Tra i dati emersi, anche il fatto che ci siano aziende in cui la tendenza alla mascolinità è più evidente: quelle farmaceutiche, quelle informatiche, legate a carbone e costruzioni sono alcuni esempi. In altre è meno preponderante, come nell’ambito delle telecomunicazioni e nelle strutture impegnate nel settore terziario. Un altro punto esaminato è quello delle differenze nelle performance a livello di contabilità e di titoli. In questo caso sono state considerate – sempre dagli accademici nominati in precedenza – 516 aziende nel periodo della crisi finanziaria, tra il 2007 e il 2009. Il risultato ha confermato le previsioni: le ditte guidate da uomini troppo intraprendenti e portatori di strategie commerciali più aggressive e con un minor numero di donne coinvolte nell’ambito decisionale hanno avuto performance commerciali scarse e crolli delle vendite durante la crisi. Al contrario, quelle con un numero più alto di responsabili donne hanno avuto risultati migliori grazie all’impiego di strategie più caute che quindi le hanno rese meno vulnerabili e vittima degli scossoni del mercato.

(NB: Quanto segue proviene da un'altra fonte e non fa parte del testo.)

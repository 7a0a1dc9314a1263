use super::lane::Lane;
use serde::Serialize;
use std::collections::HashSet;

/// How many of each player's best mastery champions are compared.
pub const POOL_SIZE: usize = 3;

const LANE_CONFLICT: i32 = -40;
const LANE_SYNERGY: i32 = 60;
const LANE_COMPLEMENT: i32 = 20;
const POOL_DISJOINT: i32 = 40;
const POOL_ONE_SHARED: i32 = 15;
const POOL_CONTESTED: i32 = -10;

/// What the scorer needs to know about one side of the duo.
#[derive(Debug, Clone, PartialEq, Eq)]
pub struct PlayerProfile {
    pub main_lane: Lane,
    /// Champion ids, highest mastery first.
    pub top_mastery_champions: Vec<i64>,
}

impl PlayerProfile {
    pub fn new(main_lane: Lane, top_mastery_champions: Vec<i64>) -> Self {
        PlayerProfile {
            main_lane,
            top_mastery_champions,
        }
    }

    fn champion_pool(&self) -> HashSet<i64> {
        self.top_mastery_champions.iter().take(POOL_SIZE).copied().collect()
    }
}

#[derive(Debug, Clone, Copy, PartialEq, Eq)]
pub enum Reason {
    LaneConflict,
    LaneSynergy,
    SolidComposition,
    ImpeccablePool,
    TacticalFlexibility,
    PickContention,
}

impl Reason {
    pub fn message(self) -> &'static str {
        match self {
            Reason::LaneConflict => "Lane Conflict: you both want to shine in the same place.",
            Reason::LaneSynergy => "Legendary Lane Synergy! A duo ready to dominate the map.",
            Reason::SolidComposition => {
                "Solid Composition. Your lanes complement each other for good map control."
            }
            Reason::ImpeccablePool => {
                "Impeccable Champion Pool! You complete each other without stealing picks."
            }
            Reason::TacticalFlexibility => {
                "Tactical Flexibility. You share a champion but have plenty of other options to surprise."
            }
            Reason::PickContention => {
                "Pick Contention Alert! Champion select could turn into a battle over your mains."
            }
        }
    }
}

/// Score band of a duo, ordered worst to best.
#[derive(Debug, Clone, Copy, PartialEq, Eq, PartialOrd, Ord, Serialize)]
#[serde(rename_all = "snake_case")]
pub enum Verdict {
    NotThisLifetime,
    NeedsRefining,
    GreatPotential,
    PerfectDuo,
}

impl Verdict {
    pub fn from_score(score: u8) -> Verdict {
        match score {
            85.. => Verdict::PerfectDuo,
            65..=84 => Verdict::GreatPotential,
            40..=64 => Verdict::NeedsRefining,
            _ => Verdict::NotThisLifetime,
        }
    }

    pub fn title(self) -> &'static str {
        match self {
            Verdict::PerfectDuo => "Perfect Duo! Challenger-tier synergy",
            Verdict::GreatPotential => "Great Potential! A well-balanced duo",
            Verdict::NeedsRefining => "Potential to be refined",
            Verdict::NotThisLifetime => "Not in this lifetime...",
        }
    }
}

#[derive(Debug, Clone, PartialEq, Eq, Serialize)]
pub struct MatchResult {
    pub score: u8,
    pub verdict: Verdict,
    pub title: &'static str,
    pub summary: String,
}

pub struct DuoScorer;

impl DuoScorer {
    /// Scores a duo in the `a` → `b` direction:
    /// - lanes (skipped if either is unknown): same lane -40, `b` is `a`'s
    ///   synergy partner +60, anything else +20
    /// - shared top-3 mastery champions: none +40, one +15, more -10
    ///
    /// The raw total is clamped to 0..=100.
    pub fn score(a: &PlayerProfile, b: &PlayerProfile) -> MatchResult {
        let mut total = 0;
        let mut reasons = Vec::with_capacity(2);

        if let Some((delta, reason)) = Self::lane_adjustment(a.main_lane, b.main_lane) {
            total += delta;
            reasons.push(reason);
        }

        let (delta, reason) = Self::pool_adjustment(Self::shared_champions(a, b));
        total += delta;
        reasons.push(reason);

        Self::finalize(total, &reasons)
    }

    fn lane_adjustment(a: Lane, b: Lane) -> Option<(i32, Reason)> {
        if !a.is_known() || !b.is_known() {
            return None;
        }

        if a == b {
            Some((LANE_CONFLICT, Reason::LaneConflict))
        } else if a.synergy_partner() == Some(b) {
            Some((LANE_SYNERGY, Reason::LaneSynergy))
        } else {
            Some((LANE_COMPLEMENT, Reason::SolidComposition))
        }
    }

    pub fn shared_champions(a: &PlayerProfile, b: &PlayerProfile) -> usize {
        a.champion_pool().intersection(&b.champion_pool()).count()
    }

    fn pool_adjustment(shared: usize) -> (i32, Reason) {
        match shared {
            0 => (POOL_DISJOINT, Reason::ImpeccablePool),
            1 => (POOL_ONE_SHARED, Reason::TacticalFlexibility),
            _ => (POOL_CONTESTED, Reason::PickContention),
        }
    }

    fn finalize(total: i32, reasons: &[Reason]) -> MatchResult {
        let score = u8::try_from(total.clamp(0, 100)).unwrap_or(0);
        let verdict = Verdict::from_score(score);
        let summary = reasons
            .iter()
            .map(|r| r.message())
            .collect::<Vec<_>>()
            .join(" ");

        MatchResult {
            score,
            verdict,
            title: verdict.title(),
            summary,
        }
    }
}
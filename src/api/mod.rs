pub mod client;
pub mod endpoints;
pub mod models;
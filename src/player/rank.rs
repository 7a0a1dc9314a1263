use crate::api::models::LeagueEntryDto;

pub const SOLO_QUEUE: &str = "RANKED_SOLO_5x5";
pub const FLEX_QUEUE: &str = "RANKED_FLEX_SR";

#[derive(Debug, Clone, PartialEq)]
pub struct RankSummary {
    pub tier: String,
    pub division: String,
    pub league_points: i32,
    pub wins: u32,
    pub losses: u32,
}

impl RankSummary {
    pub fn from_entry(entry: &LeagueEntryDto) -> Self {
        RankSummary {
            tier: entry.tier.clone(),
            division: entry.rank.clone(),
            league_points: entry.league_points,
            wins: entry.wins,
            losses: entry.losses,
        }
    }

    pub fn games(&self) -> u32 {
        self.wins + self.losses
    }

    /// Percentage in 0..=100; 0 when no games were played.
    pub fn win_rate(&self) -> f64 {
        if self.games() == 0 {
            0.0
        } else {
            f64::from(self.wins) / f64::from(self.games()) * 100.0
        }
    }

    /// "Gold II", "Master I", ...
    pub fn label(&self) -> String {
        let lower = self.tier.to_lowercase();
        let mut chars = lower.chars();
        let tier: String = match chars.next() {
            Some(first) => first.to_uppercase().chain(chars).collect(),
            None => String::new(),
        };
        format!("{} {}", tier, self.division)
    }
}

#[derive(Debug, Clone, Default, PartialEq)]
pub struct RankedQueues {
    pub solo: Option<RankSummary>,
    pub flex: Option<RankSummary>,
}

impl RankedQueues {
    pub fn from_entries(entries: &[LeagueEntryDto]) -> Self {
        let find = |queue: &str| {
            entries
                .iter()
                .find(|e| e.queue_type == queue)
                .map(RankSummary::from_entry)
        };

        RankedQueues {
            solo: find(SOLO_QUEUE),
            flex: find(FLEX_QUEUE),
        }
    }
}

I vantaggi dunque che si possono trarre da una compensazione dell’overconfidence aziendale sono molti. Attuando politiche di investimento meno aggressive e decisioni di acquisto più sagge e ponderate, si riduce considerevolmente l’incidenza in azienda di investimenti o acquisizioni troppo rischiosi e di conseguenza si riduce la possibilità di fare errori dettati dall’impulso o dalla brama. Ecco perché avere una buona rappresentanza femminile all’interno delle stanze del potere ha un’importanza che supera la mera facciata di “quota rosa” imposta dalla società: anche in alcuni settori specifici, e soprattutto nei periodi di crisi, avere dirigenti donne aiuta tutti a prendere decisioni migliori.